N​el panorama delle operazioni straordinarie d’impresa, la cessione di ramo d’azienda rappresenta una leva strategica per la ristrutturazione e la razionalizzazione delle attività aziendali. Essa consente a una società di trasferire a terzi una parte del proprio complesso aziendale, mantenendo la continuità operativa e, in molti casi, ottimizzando i costi e le risorse.


Tuttavia, affinché tale operazione sia giuridicamente qualificabile come cessione di ramo d’azienda, è necessario che il compendio oggetto di trasferimento sia dotato di una preesistente autonomia funzionale e organizzativa, tale da consentirgli di operare come entità economica indipendente.
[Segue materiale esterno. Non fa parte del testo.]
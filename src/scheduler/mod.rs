pub mod timeline;
mod state;

pub use timeline::*;

use std::sync::Arc;

use thiserror::Error;
use tracing::debug;

use crate::{
    hos::{HosClock, HosState, Limits},
    route::{Route, RouteLeg},
    scheduler::state::{FUEL_SLACK, State},
    shared::{
        geo::Distance,
        time::{Duration, Time},
    },
};

#[derive(Error, Debug, Clone, PartialEq)]
pub enum Error {
    #[error("Current cycle must be between 0 and {max} hours, got {given}")]
    InvalidCycle { given: f64, max: f64 },
    #[error("Route leg {leg} is unusable: {reason}")]
    InvalidRoute { leg: usize, reason: String },
    #[error("Scheduler settings are unusable: {0}")]
    InvalidSettings(String),
    #[error(
        "Trip would bring the cycle to {needed:.1} hours, over the {available:.1} hour limit; a cycle restart is required first"
    )]
    ComplianceUnreachable { needed: f64, available: f64 },
    #[error("Scheduler invariant violated: {0}")]
    Invariant(String),
}

/// Fixed durations and intervals of the stops the scheduler inserts.
#[derive(Debug, Clone, Copy, PartialEq)]
pub struct Settings {
    /// Loading time at the pickup.
    pub pickup_duration: Duration,
    /// Unloading time at the destination.
    pub dropoff_duration: Duration,
    pub fuel_interval: Distance,
    pub fuel_duration: Duration,
    /// Longest stretch driven between two looks at the clock.
    pub max_increment: Duration,
}

impl Default for Settings {
    fn default() -> Self {
        Self {
            pickup_duration: Duration::from_hours(1),
            dropoff_duration: Duration::from_hours(1),
            fuel_interval: Distance::from_miles(1_000.0),
            fuel_duration: Duration::from_minutes(30),
            max_increment: Duration::from_hours(1),
        }
    }
}

/// Greedy single pass over the two legs of a trip that lays out a
/// compliant timeline of driving, stops and shifts.
///
/// ```ignore
/// let timeline = Scheduler::new(&to_pickup, &to_destination, departure)
///     .cycle_hours(12.5)
///     .labels("Chicago, IL", "Denver, CO", "Los Angeles, CA")
///     .solve()?;
/// ```
pub struct Scheduler<'a> {
    legs: [&'a RouteLeg; 2],
    departure: Time,
    cycle_hours: f64,
    settings: Settings,
    clock: HosClock,
    /// Origin, pickup and destination.
    labels: [Option<Arc<str>>; 3],
}

impl<'a> Scheduler<'a> {
    pub fn new(to_pickup: &'a RouteLeg, to_destination: &'a RouteLeg, departure: Time) -> Self {
        Self {
            legs: [to_pickup, to_destination],
            departure,
            cycle_hours: 0.0,
            settings: Settings::default(),
            clock: HosClock::default(),
            labels: Default::default(),
        }
    }

    pub fn for_route(route: &'a Route, departure: Time) -> Self {
        Self::new(&route.to_pickup, &route.to_destination, departure)
    }

    /// Hours already used in the current cycle before departure.
    pub fn cycle_hours(mut self, hours: f64) -> Self {
        self.cycle_hours = hours;
        self
    }

    pub fn with_settings(mut self, settings: Settings) -> Self {
        self.settings = settings;
        self
    }

    pub fn with_limits(mut self, limits: Limits) -> Self {
        self.clock = HosClock::new(limits);
        self
    }

    pub fn labels(
        mut self,
        origin: impl Into<Arc<str>>,
        pickup: impl Into<Arc<str>>,
        destination: impl Into<Arc<str>>,
    ) -> Self {
        self.labels = [
            Some(origin.into()),
            Some(pickup.into()),
            Some(destination.into()),
        ];
        self
    }

    pub fn solve(&self) -> Result<Timeline, self::Error> {
        let hos = HosState::new(self.initial_cycle()?);
        self.check_inputs()?;
        self.check_cycle(&hos)?;

        let mut state = State::new(&self.clock, &self.settings, self.departure, hos);
        let mut remaining: Duration = self.legs.iter().map(|leg| leg.duration).sum();
        let waypoints = [
            (Reason::PickupPoint, self.settings.pickup_duration),
            (Reason::DropoffPoint, self.settings.dropoff_duration),
        ];

        for (i, leg) in self.legs.iter().enumerate() {
            let mut elapsed = Duration::ZERO;
            while elapsed < leg.duration {
                state.settle(leg.position_after(elapsed), remaining)?;

                let step = [
                    self.settings.max_increment,
                    leg.duration - elapsed,
                    self.clock.driving_budget(&state.hos),
                    self.time_to_fuel(leg, elapsed, state.since_fuel),
                ]
                .into_iter()
                .min()
                .unwrap_or_default();
                if step.is_zero() {
                    return Err(self::Error::Invariant(format!(
                        "no driving possible {elapsed} into leg {i} after settling"
                    )));
                }

                let label = elapsed.is_zero().then(|| self.labels[i].clone()).flatten();
                state.drive(leg, elapsed, step, label);
                elapsed += step;
                remaining -= step;
            }

            // Waypoints take precedence, anything due here is settled right after
            let (reason, duration) = waypoints[i];
            state.perform_service(reason, leg.end, self.labels[i + 1].clone(), duration)?;
        }

        let timeline = state.finish();
        timeline
            .audit(self.clock.limits())
            .map_err(self::Error::Invariant)?;
        debug!(
            "Scheduled {} entries over {} shifts, arriving {:?}",
            timeline.stops().len(),
            timeline.shifts(),
            timeline.arrival()
        );
        Ok(timeline)
    }

    fn initial_cycle(&self) -> Result<Duration, self::Error> {
        let max = self.clock.limits().cycle_cap.as_hours();
        if !self.cycle_hours.is_finite() || self.cycle_hours < 0.0 || self.cycle_hours > max {
            return Err(self::Error::InvalidCycle {
                given: self.cycle_hours,
                max,
            });
        }
        Ok(Duration::from_hours_f64(self.cycle_hours))
    }

    fn check_inputs(&self) -> Result<(), self::Error> {
        for (leg, route) in self.legs.iter().enumerate() {
            route
                .check()
                .map_err(|reason| self::Error::InvalidRoute { leg, reason })?;
        }
        let settings = &self.settings;
        if settings.fuel_interval <= Distance::ZERO || !settings.fuel_interval.is_finite() {
            return Err(self::Error::InvalidSettings(
                "fuel interval must be a positive distance".into(),
            ));
        }
        if settings.max_increment.is_zero() {
            return Err(self::Error::InvalidSettings(
                "driving increment must be positive".into(),
            ));
        }
        let limits = self.clock.limits();
        if limits.driving_before_break.is_zero()
            || limits.driving_per_shift.is_zero()
            || limits.duty_window.is_zero()
        {
            return Err(self::Error::InvalidSettings(
                "driving limits must be positive".into(),
            ));
        }
        let longest_service = settings
            .pickup_duration
            .max(settings.dropoff_duration)
            .max(settings.fuel_duration);
        if longest_service > limits.duty_window {
            return Err(self::Error::InvalidSettings(format!(
                "a stop of {longest_service} does not fit in a duty window"
            )));
        }
        Ok(())
    }

    /// Cycle time never comes back within one trip, so all of the trip's
    /// on-duty time has to fit in what is left before departure.
    fn check_cycle(&self, hos: &HosState) -> Result<(), self::Error> {
        let distance: Distance = self.legs.iter().map(|leg| leg.distance).sum();
        let fuel_stops = if distance > FUEL_SLACK {
            ((distance - FUEL_SLACK) / self.settings.fuel_interval).floor() as u32
        } else {
            0
        };
        let driving: Duration = self.legs.iter().map(|leg| leg.duration).sum();
        let needed = driving
            + self.settings.pickup_duration
            + self.settings.dropoff_duration
            + Duration::from_seconds(self.settings.fuel_duration.as_seconds() * fuel_stops);
        if needed > self.clock.cycle_remaining(hos) {
            return Err(self::Error::ComplianceUnreachable {
                needed: (hos.cycle_used + needed).as_hours(),
                available: self.clock.limits().cycle_cap.as_hours(),
            });
        }
        Ok(())
    }

    /// Driving time until the next fuel stop falls due on this leg.
    fn time_to_fuel(&self, leg: &RouteLeg, elapsed: Duration, since_fuel: Distance) -> Duration {
        let left = (self.settings.fuel_interval - since_fuel).max(Distance::ZERO);
        let target = leg.time_to_cover(leg.distance_after(elapsed) + left);
        target.saturating_sub(elapsed).max(Duration::from_seconds(1))
    }
}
Ai sensi dell’art. 2112, comma 5, c.c., si definisce infatti ramo d’azienda ogni “articolazione funzionalmente autonoma di un’attività economica organizzata, identificata come tale dal cedente e dal cessionario al momento del suo trasferimento”.

Questo principio di autonomia funzionale e organizzativa, già consolidato nella giurisprudenza, è stato recentemente ribadito e approfondito dalla Corte di Cassazione con la sentenza n. 17201 del 26 giugno 2025 (successivamente la “Sentenza”), che offre spunti di riflessione rilevanti oggetto del presente approfondimento.

1. Il caso concreto

La vicenda oggetto della pronuncia riguarda la cessione, da parte di Intesa Sanpaolo Group Services S.c.p.A. (poi incorporata in Intesa Sanpaolo S.p.A.), della Direzione Recupero Crediti a Tersia S.p.A., successivamente divenuta Intrum Italy S.p.A.. 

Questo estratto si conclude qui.